-- TASK ITEM --
Read through the records. Copy each line that has the word "Classify".

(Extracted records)
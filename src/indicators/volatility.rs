// =============================================================================
// Volatility Tiers
// =============================================================================
//
// Buckets ATR% (ATR / price * 100) into LOW / NORMAL / HIGH:
//   atr_pct <  low   => LOW
//   atr_pct >= high  => HIGH
//   otherwise        => NORMAL

use crate::types::VolatilityTier;

pub const DEFAULT_LOW_THRESHOLD_PCT: f64 = 2.0;
pub const DEFAULT_HIGH_THRESHOLD_PCT: f64 = 5.0;

/// Classify an ATR percentage. A non-finite reading is treated as NORMAL.
pub fn volatility_tier(atr_pct: f64, low: f64, high: f64) -> VolatilityTier {
    if !atr_pct.is_finite() {
        return VolatilityTier::Normal;
    }
    if atr_pct < low {
        VolatilityTier::Low
    } else if atr_pct >= high {
        VolatilityTier::High
    } else {
        VolatilityTier::Normal
    }
}

/// Classify from a raw ATR and a reference price.
pub fn tier_for(atr: f64, price: f64, low: f64, high: f64) -> VolatilityTier {
    if price <= 0.0 {
        return VolatilityTier::Normal;
    }
    volatility_tier(atr / price * 100.0, low, high)
}
// =============================================================================
// Position Sizer — fixed-fraction risk with volatility and exposure limits
// =============================================================================
//
//   risk_amount = balance * risk_pct / 100
//   size        = risk_amount / stop_distance
//
// Adjustments, applied in order:
//   1. Position cap      — open_positions >= max_positions  => size 0
//   2. High volatility   — size *= high_volatility_multiplier (0.5)
//   3. Notional cap      — size * entry <= max_notional (optional, cap_notional)
//
// Low volatility never increases size: the loss at the stop can never exceed
// risk_amount.
// =============================================================================

use serde::{Deserialize, Serialize};
use tracing::debug;

use crate::config::SizingParams;
use crate::error::{EngineError, EngineResult};
use crate::indicators::tier_for;
use crate::types::VolatilityTier;

/// The constraint that last reduced a position size.
#[derive(Debug, Clone, Copy, PartialEq, Eq, Serialize, Deserialize)]
pub enum SizeLimit {
    /// Plain fixed-fraction size.
    Unconstrained,
    /// Open-position cap reached; size is zero.
    PositionCap,
    /// Halved for the HIGH volatility tier.
    VolatilityHaircut,
    /// Trimmed to the maximum notional exposure.
    NotionalCap,
}

impl std::fmt::Display for SizeLimit {
    fn fmt(&self, f: &mut std::fmt::Formatter<'_>) -> std::fmt::Result {
        match self {
            Self::Unconstrained => write!(f, "UNCONSTRAINED"),
            Self::PositionCap => write!(f, "POSITION_CAP"),
            Self::VolatilityHaircut => write!(f, "VOLATILITY_HAIRCUT"),
            Self::NotionalCap => write!(f, "NOTIONAL_CAP"),
        }
    }
}

#[derive(Debug, Clone, Copy, PartialEq, Serialize, Deserialize)]
pub struct PositionSize {
    /// Quantity in base units.
    pub size: f64,
    /// Maximum loss allowed by the risk fraction.
    pub risk_amount: f64,
    pub stop_distance: f64,
    pub tier: VolatilityTier,
    pub limit: SizeLimit,
}

impl PositionSize {
    /// Loss incurred if the stop is hit.
    pub fn loss_at_stop(&self) -> f64 {
        self.size * self.stop_distance
    }
}

#[derive(Debug, Clone)]
pub struct PositionSizer {
    params: SizingParams,
}

impl PositionSizer {
    pub fn new(params: SizingParams) -> Self {
        Self { params }
    }

    pub fn max_positions(&self) -> u32 {
        self.params.max_positions
    }

    /// Volatility tier of `atr` relative to `price`, using the configured
    /// thresholds.
    pub fn tier(&self, atr: f64, price: f64) -> VolatilityTier {
        tier_for(
            atr,
            price,
            self.params.low_volatility_pct,
            self.params.high_volatility_pct,
        )
    }

    /// Fixed-fraction position size.
    ///
    /// # Errors
    /// `Configuration` when `stop_distance` is not a positive finite number,
    /// `balance` is not positive, or `risk_pct` is outside `(0, 100]`.
    pub fn compute_size(
        &self,
        balance: f64,
        risk_pct: f64,
        stop_distance: f64,
        tier: VolatilityTier,
        open_positions: u32,
    ) -> EngineResult<PositionSize> {
        if !stop_distance.is_finite() || stop_distance <= 0.0 {
            return Err(EngineError::configuration(format!(
                "stop distance must be positive, got {stop_distance}"
            )));
        }
        if !balance.is_finite() || balance <= 0.0 {
            return Err(EngineError::configuration(format!(
                "account balance must be positive, got {balance}"
            )));
        }
        if !(risk_pct > 0.0 && risk_pct <= 100.0) {
            return Err(EngineError::configuration(format!(
                "risk percentage must be within (0, 100], got {risk_pct}"
            )));
        }

        let risk_amount = balance * risk_pct / 100.0;

        if open_positions >= self.params.max_positions {
            debug!(
                open_positions,
                max_positions = self.params.max_positions,
                "position cap reached, size 0"
            );
            return Ok(PositionSize {
                size: 0.0,
                risk_amount,
                stop_distance,
                tier,
                limit: SizeLimit::PositionCap,
            });
        }

        let mut size = risk_amount / stop_distance;
        let mut limit = SizeLimit::Unconstrained;

        if tier == VolatilityTier::High {
            size *= self.params.high_volatility_multiplier;
            limit = SizeLimit::VolatilityHaircut;
        }

        debug!(
            balance,
            risk_pct,
            stop_distance,
            tier = %tier,
            size = format!("{:.6}", size),
            "position sized"
        );

        Ok(PositionSize {
            size,
            risk_amount,
            stop_distance,
            tier,
            limit,
        })
    }

    /// Trim `position` so that `size * entry` stays within `max_notional`.
    /// A no-op when no notional cap is configured.
    pub fn cap_notional(&self, position: PositionSize, entry: f64) -> PositionSize {
        let Some(max_notional) = self.params.max_notional else {
            return position;
        };
        if entry <= 0.0 || position.size * entry <= max_notional {
            return position;
        }

        let size = (max_notional / entry).max(0.0);
        debug!(
            requested = format!("{:.6}", position.size),
            capped = format!("{:.6}", size),
            max_notional,
            "position trimmed to notional cap"
        );

        PositionSize {
            size,
            limit: SizeLimit::NotionalCap,
            ..position
        }
    }
}

impl Default for PositionSizer {
    fn default() -> Self {
        Self::new(SizingParams::default())
    }
}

-- YOUR SOLUTION --
/// Classify an ATR percentage. A non-finite reading is treated as NORMAL.
/// Classify from a raw ATR and a reference price.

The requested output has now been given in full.